Оливье почувствовал некоторое облегчение. Мысль о том, что вместе с жителями деревни — и, может быть, еще более отдаленных мест, — на этот неожиданный «спектакль» придут женщины из Пчелиного домика и будут присутствовать при его ужасной кончине, терзала его сердце. Медленно умирать и, возможно, не суметь удержаться от криков на глазах у ошеломленной Од было бы невыносимо, потому что именно этот его последний образ она сохранит в памяти. Уж не говоря о том, что она, может быть, предприняла бы попытку спасти его. Разве не сказала Бертрада, что она его любит? Он представлял, как она бросится в ноги королю, моля о помиловании, но все будет напрасно, она лишь подвергнет себя опасности. И в этот момент, когда он уже ничего не ждал от людей, он позволил признаться себе самому: он любит эту девушку со все возрастающей страстью, которая пугала его. Прекрасный образ их душ, летящих вместе в вечность, теперь казался ему обманом. Это чудесное тело, воспоминание о котором жило в сознании Оливье, вот чего он желал с пылкостью, которая иногда ужасала его. Он исповедался в этом священнику и получил отпущение грехов, но само признание, само звучание этих слов лишь усиливали сжигавший его огонь.
Несмотря на свое мужество, он плохо спал в эту ночь. Ни один человек, каким бы смелым он ни был, не может без содрогания представить смерть на костре. Оливье горячо молился. Особенно он просил Господа о том, чтобы ему было дано вести себя так же, как Великий магистр. Но он никого не будет проклинать. Разница будет состоять только в этом. Не проклянет даже короля, который отказывал ему в праве умереть от благородного лезвия меча, если он не выдаст своих товарищей, которые, возможно, еще живы, и особенно Эрве, своего брата. Он надеялся только на то, что воспоминания о минувшем, о товариществе в Храме, о солнце Востока и, особенно, о его юности в Валькрозе среди людей, которых он так любил, помогут ему сохранить мужество до конца. Языки пламени, сделав из него мученика, распахнут врата туда, где он встретит свою мать, брата Клемана и, конечно, своего отца, о котором он уже давно ничего не знал...

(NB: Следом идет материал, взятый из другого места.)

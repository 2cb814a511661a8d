use thiserror::Error;

/// The host could not decode an instruction at an address.
#[derive(Error, Debug, Clone, PartialEq, Eq)]
pub enum DecodeError {
    #[error("no readable memory at {0:#x}")]
    Unmapped(u64),

    #[error("invalid instruction at {address:#x}: {reason}")]
    Invalid { address: u64, reason: String },
}

/// The semantics backend could not process an instruction.
#[derive(Error, Debug, Clone, PartialEq, Eq)]
pub enum SemanticsError {
    #[error("disassembly failed at {address:#x} (opcodes: {opcodes})")]
    Disassembly { address: u64, opcodes: String },
}

/// A debugger primitive failed.
#[derive(Error, Debug, Clone, PartialEq, Eq)]
pub enum DebuggerError {
    #[error("cannot set breakpoint at {0:#x}")]
    Breakpoint(u64),

    #[error("breakpoint already exists at {0:#x}")]
    DuplicateBreakpoint(u64),

    #[error("memory access failed at {address:#x} ({size} bytes)")]
    Memory { address: u64, size: usize },

    #[error("unknown register {0}")]
    Register(String),
}

#[derive(Error, Debug)]
pub enum Error {
    #[error(transparent)]
    Debugger(#[from] DebuggerError),

    #[error("a pending action is already registered at {0:#x}")]
    DuplicateAction(u64),

    #[error("no snapshot has been taken")]
    NoSnapshot,

    #[error("invalid JSON: {0}")]
    Json(#[from] serde_json::Error),

    #[error("failed to parse binary: {0}")]
    Binary(#[from] object::read::Error),

    #[error(transparent)]
    Io(#[from] std::io::Error),
}

pub type Result<T> = std::result::Result<T, Error>;

/// Space separated hex rendering used in diagnostics.
pub fn hex_bytes(bytes: &[u8]) -> String {
    bytes
        .iter()
        .map(|b| format!("{:02x}", b))
        .collect::<Vec<_>>()
        .join(" ")
}
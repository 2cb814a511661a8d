use std::fs::read;
use std::path::Path;

use log::LevelFilter;
use serde_derive::{Deserialize, Serialize};

use crate::error::Result;

/// Colours are 0xBBGGRR, the way disassemblers store item colours.
pub type Color = u32;

pub const DEFAULT_BLACKLIST: &[&str] = &[
    "printf", "_printf", "puts", "_puts", "putchar", "fputs", "fprintf", "vprintf", "vfprintf",
    "fflush", "perror", "setvbuf",
];

/// The 32-bit to 64-bit gate on WoW64. Tracing through it corrupts the call stack.
pub const WOW64_TRANSITION: &str = "call dword ptr fs:[0xc0]";

#[derive(Serialize, Deserialize, Debug, Clone, PartialEq)]
#[serde(default)]
pub struct Options {
    pub show_debug_info: bool,
    pub show_extra_debug_info: bool,
    pub use_tainting_engine: bool,
    pub use_symbolic_engine: bool,
    pub paint_executed_instructions: bool,
    pub rename_tainted_function_names: bool,
    pub add_comments_controlled_operands: bool,
    pub add_comments_symbolic_expressions: bool,
    /// Ask before tracing more than this many instructions in a row.
    pub limit_instructions_tracing: Option<u64>,
    pub color_executed_instruction: Color,
    pub color_tainted: Color,
    pub color_tainted_condition: Color,
    pub blacklist: Vec<String>,
    pub os_transition_patterns: Vec<String>,
}

impl Default for Options {
    fn default() -> Self {
        Self {
            show_debug_info: true,
            show_extra_debug_info: false,
            use_tainting_engine: true,
            use_symbolic_engine: false,
            paint_executed_instructions: false,
            rename_tainted_function_names: true,
            add_comments_controlled_operands: false,
            add_comments_symbolic_expressions: false,
            limit_instructions_tracing: None,
            color_executed_instruction: 0xe6e6e6,
            color_tainted: 0x99ffcc,
            color_tainted_condition: 0xe6a0ff,
            blacklist: DEFAULT_BLACKLIST.iter().map(|s| s.to_string()).collect(),
            os_transition_patterns: vec![WOW64_TRANSITION.to_string()],
        }
    }
}

impl Options {
    pub fn from_json(data: &[u8]) -> Result<Self> {
        Ok(serde_json::from_slice(data)?)
    }

    pub fn load(path: &Path) -> Result<Self> {
        Self::from_json(&read(path)?)
    }

    pub fn log_level(&self) -> LevelFilter {
        if self.show_extra_debug_info {
            LevelFilter::Trace
        } else if self.show_debug_info {
            LevelFilter::Debug
        } else {
            LevelFilter::Info
        }
    }

    pub fn is_blacklisted(&self, callee: &str) -> bool {
        self.blacklist.iter().any(|name| name == callee)
    }

    pub fn is_os_transition(&self, disassembly: &str) -> bool {
        self.os_transition_patterns
            .iter()
            .any(|pattern| disassembly.contains(pattern.as_str()))
    }

    /// The ceiling, if throttling is on. Zero means off.
    pub fn throttle(&self) -> Option<u64> {
        self.limit_instructions_tracing.filter(|limit| *limit > 0)
    }
}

Занявшееся утро было серым и туманным. Наступила осень, время прошло незаметно. А ему самому оставалось жить считанные минуты. Когда вошел отец Сидуан, неся облатку для причастия, и вместе с ним молодой служка, звонивший в колокольчик, при звуке которого все преклоняли колени, Оливье, тоже коленопреклоненный, причастился, взволнованный до глубины души. Много месяцев он не вкушал Тела Христова! В Храме причащались лишь три раза в год, а в последний раз это случилось уже очень давно, и теперь приговоренный к смерти нашел в причастии настоящее утешение. Потом вошли солдаты, которые должны были конвоировать его. Тогда он снял одежду, оставшись в рубашке и штанах. Потом, босиком и со связанными впереди руками, он последовал за конвоирами по узкой лестнице.

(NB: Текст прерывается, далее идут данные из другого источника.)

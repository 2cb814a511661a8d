use std::collections::BTreeMap;

use log::{debug, warn};
use serde_derive::{Deserialize, Serialize};

use crate::debugger::Debugger;
use crate::error::Result;

#[derive(Serialize, Deserialize, Debug, Clone, Copy, PartialEq, Eq)]
pub struct ByteModification {
    pub original: u8,
    pub modified: u8,
}

/// Memory and registers as they were when the snapshot was taken, plus
/// every byte written since.
///
/// Bytes are captured while the debuggee sits on the writing instruction,
/// before it executes, so the first value seen for an address is the
/// value to restore.
#[derive(Serialize, Deserialize, Debug, Clone, Default)]
pub struct Snapshot {
    registers: Vec<(String, u64)>,
    memory: BTreeMap<u64, ByteModification>,
}

impl Snapshot {
    pub fn take<D: Debugger>(debugger: &D) -> Self {
        Self {
            registers: debugger.registers(),
            memory: BTreeMap::new(),
        }
    }

    pub fn add_modification(&mut self, address: u64, value: u8) {
        self.memory
            .entry(address)
            .and_modify(|m| m.modified = value)
            .or_insert(ByteModification {
                original: value,
                modified: value,
            });
    }

    pub fn get(&self, address: u64) -> Option<&ByteModification> {
        self.memory.get(&address)
    }

    pub fn registers(&self) -> &[(String, u64)] {
        &self.registers
    }

    pub fn modifications(&self) -> impl Iterator<Item = (u64, &ByteModification)> {
        self.memory.iter().map(|(addr, m)| (*addr, m))
    }

    pub fn len(&self) -> usize {
        self.memory.len()
    }

    pub fn is_empty(&self) -> bool {
        self.memory.is_empty()
    }

    /// Write every saved byte and register back into the debuggee.
    pub fn restore<D: Debugger>(&self, debugger: &mut D) -> Result<()> {
        for (address, m) in self.memory.iter() {
            debugger.write_memory(*address, &[m.original])?;
        }
        for (name, value) in self.registers.iter() {
            if let Err(e) = debugger.set_register(name, *value) {
                warn!("Could not restore register {}: {}", name, e);
            }
        }
        debug!(
            "Snapshot restored ({} bytes, {} registers)",
            self.memory.len(),
            self.registers.len()
        );
        Ok(())
    }
}
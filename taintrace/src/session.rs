use serde_derive::{Deserialize, Serialize};
use uuid::Uuid;

use crate::constraints::PathConstraintLog;
use crate::instruction::InstructionRecord;
use crate::pending::PendingActions;

#[derive(Serialize, Deserialize, Debug, Clone, Copy, PartialEq, Eq)]
#[serde(tag = "state", rename_all = "snake_case")]
pub enum TraceState {
    /// Trigger off, the debugger free-runs.
    Disabled,
    Armed,
    /// Trigger off while a blacklisted call runs; re-armed at `resume_at`.
    BlacklistSkip { resume_at: u64 },
}

/// Everything the engine knows about one run of the debuggee.
///
/// A fresh session is created on every process start and by
/// `TraceEngine::reset_engines`.
#[derive(Debug)]
pub struct Session {
    id: Uuid,
    state: TraceState,
    last_instruction: Option<InstructionRecord>,
    total_number_traced_ins: u64,
    current_trace_counter: u64,
    path_constraints: PathConstraintLog,
    pending_actions: PendingActions,
    is_something_tainted_or_symbolized: bool,
    tainted_functions_index: u32,
}

impl Default for Session {
    fn default() -> Self {
        Self::new()
    }
}

impl Session {
    pub fn new() -> Self {
        Self {
            id: Uuid::new_v4(),
            state: TraceState::Disabled,
            last_instruction: None,
            total_number_traced_ins: 0,
            current_trace_counter: 0,
            path_constraints: PathConstraintLog::new(),
            pending_actions: PendingActions::new(),
            is_something_tainted_or_symbolized: false,
            tainted_functions_index: 0,
        }
    }

    pub fn id(&self) -> Uuid {
        self.id
    }

    pub fn state(&self) -> TraceState {
        self.state
    }

    pub fn trigger_enabled(&self) -> bool {
        self.state == TraceState::Armed
    }

    pub fn arm(&mut self) {
        self.state = TraceState::Armed;
    }

    pub fn disarm(&mut self) {
        self.state = TraceState::Disabled;
    }

    pub(crate) fn skip_until(&mut self, resume_at: u64) {
        self.state = TraceState::BlacklistSkip { resume_at };
    }

    pub fn last_instruction(&self) -> Option<&InstructionRecord> {
        self.last_instruction.as_ref()
    }

    /// True unless `address` is the instruction analyzed last.
    pub fn is_new_address(&self, address: u64) -> bool {
        self.last_instruction
            .as_ref()
            .map_or(true, |insn| insn.address != address)
    }

    pub(crate) fn release_instruction(&mut self) {
        self.last_instruction = None;
    }

    pub(crate) fn set_instruction(&mut self, insn: InstructionRecord) -> &mut InstructionRecord {
        self.last_instruction.insert(insn)
    }

    pub fn total_number_traced_ins(&self) -> u64 {
        self.total_number_traced_ins
    }

    pub fn current_trace_counter(&self) -> u64 {
        self.current_trace_counter
    }

    pub(crate) fn count_traced(&mut self) {
        self.current_trace_counter += 1;
        self.total_number_traced_ins += 1;
    }

    pub(crate) fn reset_trace_window(&mut self) {
        self.current_trace_counter = 0;
    }

    pub fn path_constraints(&self) -> &PathConstraintLog {
        &self.path_constraints
    }

    pub(crate) fn path_constraints_mut(&mut self) -> &mut PathConstraintLog {
        &mut self.path_constraints
    }

    pub fn pending_actions(&self) -> &PendingActions {
        &self.pending_actions
    }

    pub(crate) fn pending_actions_mut(&mut self) -> &mut PendingActions {
        &mut self.pending_actions
    }

    pub fn is_something_tainted_or_symbolized(&self) -> bool {
        self.is_something_tainted_or_symbolized
    }

    pub(crate) fn mark_tainted(&mut self) {
        self.is_something_tainted_or_symbolized = true;
    }

    pub fn tainted_functions(&self) -> u32 {
        self.tainted_functions_index
    }

    pub(crate) fn next_tainted_function_index(&mut self) -> u32 {
        let index = self.tainted_functions_index;
        self.tainted_functions_index += 1;
        index
    }
}
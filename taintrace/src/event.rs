use std::fmt::{Display, Formatter, Result as DisplayResult};

use serde_derive::{Deserialize, Serialize};

use crate::instruction::ThreadId;

/// A debugger notification, decoded once at the host boundary.
#[derive(Serialize, Deserialize, Debug, Clone, Copy, PartialEq, Eq)]
#[serde(tag = "event", rename_all = "snake_case")]
pub enum DebuggerEvent {
    ProcessStart,
    StepInto { thread: ThreadId, address: u64 },
    StepOver { thread: ThreadId, address: u64 },
    Trace { thread: ThreadId, address: u64 },
    Breakpoint { thread: ThreadId, address: u64 },
    ProcessExit,
}

impl Display for DebuggerEvent {
    fn fmt(&self, f: &mut Formatter) -> DisplayResult {
        match self {
            DebuggerEvent::ProcessStart => write!(f, "process start"),
            DebuggerEvent::StepInto { thread, address } => {
                write!(f, "step into {:#x} (tid {})", address, thread)
            }
            DebuggerEvent::StepOver { thread, address } => {
                write!(f, "step over {:#x} (tid {})", address, thread)
            }
            DebuggerEvent::Trace { thread, address } => {
                write!(f, "trace {:#x} (tid {})", address, thread)
            }
            DebuggerEvent::Breakpoint { thread, address } => {
                write!(f, "breakpoint {:#x} (tid {})", address, thread)
            }
            DebuggerEvent::ProcessExit => write!(f, "process exit"),
        }
    }
}
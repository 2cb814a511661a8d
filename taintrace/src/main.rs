use std::fs::{read, File};
use std::io::Write;
use std::path::PathBuf;
use std::process::exit;

use clap::Parser;
use indicatif::ProgressBar;
use log::{info, LevelFilter};
use serde_json::to_string_pretty;
use simple_logger::SimpleLogger;

use taintrace::replay::{replay, Recording, Report};
use taintrace::{Options, Result};

#[derive(Parser, Debug)]
struct Args {
    /// Recorded debugger session (JSON)
    #[clap()]
    recording: PathBuf,
    /// Engine options (JSON), defaults otherwise
    #[clap(short, long)]
    options: Option<PathBuf>,
    /// ELF image to map into the replayed process, overrides the recording
    #[clap(short, long)]
    binary: Option<PathBuf>,
    /// Write the report here instead of stdout
    #[clap(short = 'O', long)]
    output: Option<PathBuf>,
    /// Hide the progress bar
    #[clap(short, long)]
    quiet: bool,
    /// More logging, repeat for trace output
    #[clap(short, long, parse(from_occurrences))]
    verbose: u8,
}

fn run(args: Args) -> Result<()> {
    let options = match &args.options {
        Some(path) => Options::load(path)?,
        None => Options::default(),
    };

    let level = match args.verbose {
        0 => options.log_level(),
        1 => LevelFilter::Debug,
        _ => LevelFilter::Trace,
    };
    if let Err(e) = SimpleLogger::new().with_level(level).init() {
        eprintln!("taintrace: cannot install logger: {}", e);
    }

    let mut recording = Recording::from_json(&read(&args.recording)?)?;
    if args.binary.is_some() {
        recording.binary = args.binary;
    }

    let bar = if args.quiet {
        ProgressBar::hidden()
    } else {
        ProgressBar::new(recording.events.len() as u64)
    };
    let engine = replay(&recording, options, &bar)?;

    for constraint in engine.session().path_constraints().iter() {
        info!("{}", constraint);
    }

    let report = to_string_pretty(&Report::from_engine(&engine))?;
    if let Some(path) = args.output {
        let mut file = File::create(path)?;
        file.write_all(report.as_bytes())?;
    } else {
        println!("{}", report);
    }
    Ok(())
}

fn main() {
    let args = Args::parse();
    if let Err(e) = run(args) {
        eprintln!("taintrace: {}", e);
        exit(1);
    }
}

Хотя Оливье старался морально подготовиться к предстоящей казни, но от того, что он увидел во дворе, у него перехватило дыхание: слева стояла плаха с тяжелым мечом, прислоненным к ней, а справа — костер. Но он представлял собой не огромную кучу хвороста и соломы, как на Еврейском острове, а лишь несколько поленьев со столбиком посередине и с дощечкой для ног. Это означало, что его будут поджаривать на медленном огне, и мука эта продлится целую вечность.

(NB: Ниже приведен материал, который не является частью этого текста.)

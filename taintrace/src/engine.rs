use std::sync::{Arc, Mutex};

use log::{debug, error, info, trace, warn};

use crate::debugger::{Answer, DecodedInsn, Debugger, StepTraceOptions};
use crate::error::{hex_bytes, DebuggerError, Error, Result};
use crate::event::DebuggerEvent;
use crate::instruction::{InstructionRecord, ThreadId, MAX_INSN_LEN};
use crate::options::Options;
use crate::pending::{ActionKind, PendingAction};
use crate::semantics::SemanticsBackend;
use crate::session::{Session, TraceState};
use crate::snapshot::Snapshot;

const BLACKLIST_COMMENT: &str = "Temporal bp set by taintrace for blacklisting";

/// Drives the semantics backend from the debugger's event stream.
pub struct TraceEngine<D: Debugger, S: SemanticsBackend> {
    debugger: D,
    backend: S,
    options: Options,
    session: Session,
    snapshot: Option<Snapshot>,
}
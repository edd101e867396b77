use crate::{Error, KeyRepresentationT, Result};

/// Base58btc text of a raw Ed25519 public key, with no multibase prefix, as it appears in the
/// "publicKeyBase58" field of an Ed25519VerificationKey2018.
#[derive(Clone, Debug, derive_more::Display, Eq, Hash, PartialEq, serde::Deserialize, serde::Serialize)]
#[serde(try_from = "String", into = "String")]
pub struct PublicKeyBase58(String);

impl PublicKeyBase58 {
    pub fn as_str(&self) -> &str {
        self.0.as_str()
    }
}

impl KeyRepresentationT for PublicKeyBase58 {
    fn decode(&self) -> Result<[u8; 32]> {
        let byte_v = multibase::Base::Base58Btc
            .decode(self.0.as_str())
            .map_err(|e| Error::Malformed(format!("publicKeyBase58 is not base58btc: {}", e).into()))?;
        <[u8; 32]>::try_from(byte_v.as_slice()).map_err(|_| {
            Error::Malformed(
                format!(
                    "publicKeyBase58 must decode to 32 bytes, but decoded to {} bytes",
                    byte_v.len()
                )
                .into(),
            )
        })
    }
    fn encode(raw_public_key: &[u8; 32]) -> Self {
        Self(multibase::Base::Base58Btc.encode(raw_public_key))
    }
}

impl TryFrom<String> for PublicKeyBase58 {
    type Error = Error;
    fn try_from(value: String) -> Result<Self> {
        let public_key_base58 = Self(value);
        public_key_base58.decode()?;
        Ok(public_key_base58)
    }
}

impl TryFrom<&str> for PublicKeyBase58 {
    type Error = Error;
    fn try_from(value: &str) -> Result<Self> {
        Self::try_from(value.to_string())
    }
}

impl From<PublicKeyBase58> for String {
    fn from(public_key_base58: PublicKeyBase58) -> Self {
        public_key_base58.0
    }
}
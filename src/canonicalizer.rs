use crate::{DocumentLoaderT, Error, Result};

/// Turns a JSON-LD document into the exact bytes that get hashed for signing.
#[async_trait::async_trait]
pub trait CanonicalizerT: Send + Sync {
    async fn canonicalize(
        &self,
        input: &serde_json::Value,
        use_native_canonize: bool,
        document_loader: &dyn DocumentLoaderT,
    ) -> Result<Vec<u8>>;
}

/// JSON Canonicalization Scheme (RFC 8785).  It operates on the JSON structure alone, so it never
/// consults the document loader and has no native variant.
#[derive(Clone, Copy, Debug, Default)]
pub struct JCSCanonicalizer;

#[async_trait::async_trait]
impl CanonicalizerT for JCSCanonicalizer {
    async fn canonicalize(
        &self,
        input: &serde_json::Value,
        _use_native_canonize: bool,
        _document_loader: &dyn DocumentLoaderT,
    ) -> Result<Vec<u8>> {
        serde_json_canonicalizer::to_vec(input)
            .map_err(|e| Error::Canonicalization(e.to_string().into()))
    }
}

Оливье, ставший мертвенно-бледным, увидел короля, сидевшего у лестницы, ведущей в башню, а рядом с ним — Алена де Парейля и старого Фурке. Сначала его подвели к ним. Хотя он и преклонил колено, но тотчас поднялся и дерзко посмотрел в пустые глаза Филиппа. Как мог он надеяться, что смерть Папы и Ногаре побудят эту безжизненную статую, воплощение власти, проявить милосердие? В этот момент Оливье отчетливо понял, что надежда его была напрасной, и жестокость этого человека не поколебалась. Ему стало дурно.
— Вам нечего сказать? — спросил король.
— Нет. Только обратиться с молитвой к Господу, прося его проявить ко мне милосердие. Я хотел бы просить о милосердии и короля Франции, хотя это кажется мне невозможным!